[Saved entries]
★ ★ ★
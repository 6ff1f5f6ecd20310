use axum::extract::FromRef;
use shared::positions::error::SourceError;
use shared::positions::{FleetSnapshot, load_fleet};
use shared::{Config, MapConfig};
use std::path::{Path, PathBuf};
use std::sync::Arc;

#[derive(Clone, FromRef)]
pub struct AppState {
    pub source: PositionSource,
    pub map: Arc<MapConfig>,
}

impl AppState {
    pub fn from_config(config: &Config) -> Self {
        Self {
            source: PositionSource {
                csv_path: Arc::new(config.source.csv_path.clone()),
            },
            map: Arc::new(config.map.clone()),
        }
    }
}

/// The position log, read afresh on every request.
#[derive(Clone)]
pub struct PositionSource {
    csv_path: Arc<PathBuf>,
}

impl PositionSource {
    pub fn csv_path(&self) -> &Path {
        &self.csv_path
    }

    pub async fn load(&self) -> Result<FleetSnapshot, SourceError> {
        load_fleet(self.csv_path.to_path_buf()).await
    }
}
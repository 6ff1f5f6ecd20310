mod api_models;
mod error;
mod handlers;
mod router;

pub use router::router;
use crate::api::api_models::{VehiclePositionDto, VehiclePositionsDto};
use crate::api::error::ApiError;
use crate::state::PositionSource;
use axum::Json;
use axum::extract::State;

pub async fn get_vehicles(
    State(source): State<PositionSource>,
) -> Result<Json<VehiclePositionsDto>, ApiError> {
    let fleet = source.load().await?;
    let vehicles = fleet
        .vehicles
        .into_iter()
        .map(|v| (v.vehicle_id, VehiclePositionDto::from(v.latest)))
        .collect();
    Ok(Json(vehicles))
}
★ ★ ★
### About this exercise
Exact repetition of every record is required.

### Output below
repository 6ff1f5f6ecd20310
use axum::extract::FromRef;
use shared::positions::error::SourceError;
use shared::positions::{FleetSnapshot, load_fleet};
use shared::{Config, MapConfig};
use std::path::{Path, PathBuf};
use std::sync::Arc;

#[derive(Clone, FromRef)]
pub struct AppState {
    pub source: PositionSource,
    pub map: Arc<MapConfig>,
}

impl AppState {
    pub fn from_config(config: &Config) -> Self {
        Self {
            source: PositionSource {
                csv_path: Arc::new(config.source.csv_path.clone()),
            },
            map: Arc::new(config.map.clone()),
        }
    }
}

/// The position log, read afresh on every request.
#[derive(Clone)]
pub struct PositionSource {
    csv_path: Arc<PathBuf>,
}

impl PositionSource {
    pub fn csv_path(&self) -> &Path {
        &self.csv_path
    }

    pub async fn load(&self) -> Result<FleetSnapshot, SourceError> {
        load_fleet(self.csv_path.to_path_buf()).await
    }
}
repository 6ff1f5f6ecd20310
mod api_models;
mod error;
mod handlers;
mod router;

pub use router::router;
use crate::api::api_models::{VehiclePositionDto, VehiclePositionsDto};
use crate::api::error::ApiError;
use crate::state::PositionSource;
use axum::Json;
use axum::extract::State;

pub async fn get_vehicles(
    State(source): State<PositionSource>,
) -> Result<Json<VehiclePositionsDto>, ApiError> {
    let fleet = source.load().await?;
    let vehicles = fleet
        .vehicles
        .into_iter()
        .map(|v| (v.vehicle_id, VehiclePositionDto::from(v.latest)))
        .collect();
    Ok(Json(vehicles))
}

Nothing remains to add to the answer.